🇦🇿 ¿Sabías que Azerbaiyán no solo vende tomates a Rusia? También exporta plásticos, frutas exóticas, algodón y aluminio. Pero tensiones políticas amenazan esta relación clave
Aunque los tomates se han convertido en un símbolo de las exportaciones de Azerbaiyán a Rusia, el comercio bilateral abarca una amplia gama de productos no petroleros, consolidando a Moscú como el principal mercado de destino para múltiples sectores de la economía de Azerbaiyán. Productos plásticos, frutas exóticas, nueces, algodón y aluminio encabezan la lista de bienes que el país caucásico coloca en el mercado ruso.
Según datos de Comtrade, la plataforma de comercio internacional de la ONU, los productos plásticos fueron la principal exportación no petrolera de Azerbaiyán, con un volumen de 368,9 millones de dólares. Rusia absorbió el 64% de este total, lo que equivale a 235,7 millones de dólares, una cifra que demuestra la fuerte dependencia comercial en este rubro.
Le siguen en importancia el oro (211,9 millones de dólares), el algodón (177,1 millones), las frutas exóticas (175,5 millones) y los tomates (175,4 millones), estos últimos casi completamente destinados a Rusia, que importó el 96% de toda la producción azerbaiyana, equivalente a 168,7 millones de dólares.
También destacan las exportaciones de automóviles (171,7 millones), nueces silvestres (131,3 millones), fertilizantes minerales (126,2 millones), láminas de aluminio (110,1 millones) y frutas de hueso como duraznos, cerezas y nectarinas (99,4 millones). De estas últimas, el 98% se enviaron a Rusia.

A pesar de estos sólidos lazos comerciales, las relaciones entre Moscú y Bakú atraviesan un momento de tensión. El diputado azerbaiyano Rasim Musabekov declaró recientemente que se han suspendido las negociaciones bilaterales sobre importantes proyectos económicos conjuntos con Rusia. Si bien no se revelaron los detalles de dichos proyectos, esta decisión podría impactar la evolución futura del comercio entre ambos países, en especial en sectores clave como el agrícola y alimentario.

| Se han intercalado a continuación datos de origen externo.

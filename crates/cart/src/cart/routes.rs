//! Cart endpoint paths.
//!
//! Storefront variants mount the cart API under different prefixes
//! (`/cart`, `/api/cart`, ...); the shape below the prefix is fixed.

use shopfront_core::CartItemId;

/// Paths of the cart endpoints under a configurable prefix.
#[derive(Debug, Clone, PartialEq, Eq)]
pub struct CartRoutes {
    prefix: String,
}

impl Default for CartRoutes {
    fn default() -> Self {
        Self::new("/cart")
    }
}

impl CartRoutes {
    /// Routes under `prefix` (e.g. `/cart`); trailing slashes are ignored.
    pub fn new(prefix: impl Into<String>) -> Self {
        let prefix = prefix.into();
        Self {
            prefix: prefix.trim_end_matches('/').to_string(),
        }
    }

    /// `GET` the current cart.
    #[must_use]
    pub fn cart(&self) -> String {
        if self.prefix.is_empty() {
            "/".to_string()
        } else {
            self.prefix.clone()
        }
    }

    /// `POST` a new line.
    #[must_use]
    pub fn add(&self) -> String {
        format!("{}/add", self.prefix)
    }

    /// `PUT` or `DELETE` one line.
    #[must_use]
    pub fn item(&self, item_id: CartItemId) -> String {
        format!("{}/items/{item_id}", self.prefix)
    }

    /// `DELETE` every line.
    #[must_use]
    pub fn clear(&self) -> String {
        format!("{}/clear", self.prefix)
    }

    /// `POST` a coupon code.
    #[must_use]
    pub fn apply_coupon(&self) -> String {
        format!("{}/apply-coupon", self.prefix)
    }

    /// `DELETE` the applied coupon.
    #[must_use]
    pub fn remove_coupon(&self) -> String {
        format!("{}/remove-coupon", self.prefix)
    }

    /// `POST` for server-side checkout validation.
    #[must_use]
    pub fn validate(&self) -> String {
        format!("{}/validate", self.prefix)
    }
}

#[cfg(test)]
mod tests {
    use super::*;

    #[test]
    fn test_default_routes() {
        let routes = CartRoutes::default();
        assert_eq!(routes.cart(), "/cart");
        assert_eq!(routes.add(), "/cart/add");
        assert_eq!(routes.item(CartItemId::new(7)), "/cart/items/7");
        assert_eq!(routes.clear(), "/cart/clear");
        assert_eq!(routes.apply_coupon(), "/cart/apply-coupon");
        assert_eq!(routes.remove_coupon(), "/cart/remove-coupon");
    }

    #[test]
    fn test_custom_prefix() {
        let routes = CartRoutes::new("/api/v1/cart/");
        assert_eq!(routes.cart(), "/api/v1/cart");
        assert_eq!(routes.validate(), "/api/v1/cart/validate");
    }
}
//! Email address type used as the login identifier.

use core::fmt;

use serde::{Deserialize, Serialize};

/// Errors that can occur when parsing an [`Email`].
#[derive(thiserror::Error, Debug, Clone, PartialEq, Eq)]
pub enum EmailError {
    /// The input is empty after trimming.
    #[error("email cannot be empty")]
    Empty,
    /// The input is longer than [`Email::MAX_LENGTH`].
    #[error("email must be at most {max} characters")]
    TooLong {
        /// Maximum allowed length.
        max: usize,
    },
    /// The input does not split into exactly one local part and one domain.
    #[error("email must contain exactly one @ symbol")]
    Malformed,
    /// Either side of the @ is empty.
    #[error("email must have text on both sides of the @ symbol")]
    MissingPart,
}

/// A login email address.
///
/// Surrounding whitespace is trimmed and the domain is lowercased so the
/// same account always produces the same identifier, whether it is typed
/// into the CLI or returned by the backend.
///
/// ```
/// use shopfront_core::Email;
///
/// let email = Email::parse("  Shopper@Example.COM ").unwrap();
/// assert_eq!(email.as_str(), "Shopper@example.com");
///
/// assert!(Email::parse("no-at-symbol").is_err());
/// assert!(Email::parse("a@b@c").is_err());
/// ```
#[derive(Debug, Clone, Serialize, Deserialize, PartialEq, Eq, Hash)]
#[serde(try_from = "String", into = "String")]
pub struct Email(String);

impl Email {
    /// Maximum length of an email address (RFC 5321).
    pub const MAX_LENGTH: usize = 254;

    /// Parse and normalize an `Email`.
    ///
    /// # Errors
    ///
    /// Returns an error if the trimmed input is empty, too long, or does not
    /// have exactly one `@` with text on both sides.
    pub fn parse(s: &str) -> Result<Self, EmailError> {
        let trimmed = s.trim();
        if trimmed.is_empty() {
            return Err(EmailError::Empty);
        }
        if trimmed.len() > Self::MAX_LENGTH {
            return Err(EmailError::TooLong {
                max: Self::MAX_LENGTH,
            });
        }

        let mut parts = trimmed.split('@');
        let (Some(local), Some(domain), None) = (parts.next(), parts.next(), parts.next()) else {
            return Err(EmailError::Malformed);
        };
        if local.is_empty() || domain.is_empty() {
            return Err(EmailError::MissingPart);
        }

        Ok(Self(format!("{local}@{}", domain.to_ascii_lowercase())))
    }

    /// Returns the email address as a string slice.
    #[must_use]
    pub fn as_str(&self) -> &str {
        &self.0
    }
}

impl fmt::Display for Email {
    fn fmt(&self, f: &mut fmt::Formatter<'_>) -> fmt::Result {
        f.write_str(&self.0)
    }
}

impl std::str::FromStr for Email {
    type Err = EmailError;

    fn from_str(s: &str) -> Result<Self, Self::Err> {
        Self::parse(s)
    }
}

impl TryFrom<String> for Email {
    type Error = EmailError;

    fn try_from(value: String) -> Result<Self, Self::Error> {
        Self::parse(&value)
    }
}

impl From<Email> for String {
    fn from(email: Email) -> Self {
        email.0
    }
}

#[cfg(test)]
#[allow(clippy::unwrap_used)]
mod tests {
    use super::*;

    #[test]
    fn test_parse_normalizes_domain_only() {
        let email = Email::parse("Jane.Doe@Shop.Example").unwrap();
        assert_eq!(email.as_str(), "Jane.Doe@shop.example");
    }

    #[test]
    fn test_parse_rejects_blank() {
        assert_eq!(Email::parse("   "), Err(EmailError::Empty));
    }

    #[test]
    fn test_parse_rejects_wrong_at_count() {
        assert_eq!(Email::parse("plain"), Err(EmailError::Malformed));
        assert_eq!(Email::parse("a@b@c"), Err(EmailError::Malformed));
    }

    #[test]
    fn test_parse_rejects_missing_side() {
        assert_eq!(Email::parse("@shop.example"), Err(EmailError::MissingPart));
        assert_eq!(Email::parse("jane@"), Err(EmailError::MissingPart));
    }

    #[test]
    fn test_parse_too_long() {
        let long = format!("{}@example.com", "a".repeat(250));
        assert!(matches!(
            Email::parse(&long),
            Err(EmailError::TooLong { .. })
        ));
    }

    #[test]
    fn test_deserialize_validates() {
        let email: Email = serde_json::from_str("\"jane@SHOP.example\"").unwrap();
        assert_eq!(email.as_str(), "jane@shop.example");
        assert!(serde_json::from_str::<Email>("\"nope\"").is_err());
    }
}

La dependencia de Rusia como socio comercial en estas áreas pone en evidencia la vulnerabilidad de la economía azerbaiyana ante los vaivenes políticos. Por ello, el gobierno de Ilham Aliyev ha redoblado los esfuerzos por diversificar la economía, fomentando industrias como la agroalimentaria, la química y la metalúrgica, con miras a reducir su histórica dependencia del petróleo y el gas.
Pese a las fricciones políticas, Rusia continúa siendo un inversor relevante y un destino prioritario para las exportaciones no petroleras de Azerbaiyán. La relación comercial ha sido mutuamente beneficiosa: Moscú obtiene productos agrícolas de calidad a precios competitivos, mientras que Bakú logra colocar excedentes en un mercado cercano y relativamente estable.
No obstante, el clima geopolítico cambiante —marcado por la creciente cercanía de Azerbaiyán con Turquía e Israel, y las fricciones con Irán y Rusia— podría forzar una reconfiguración de alianzas y flujos comerciales en el futuro próximo.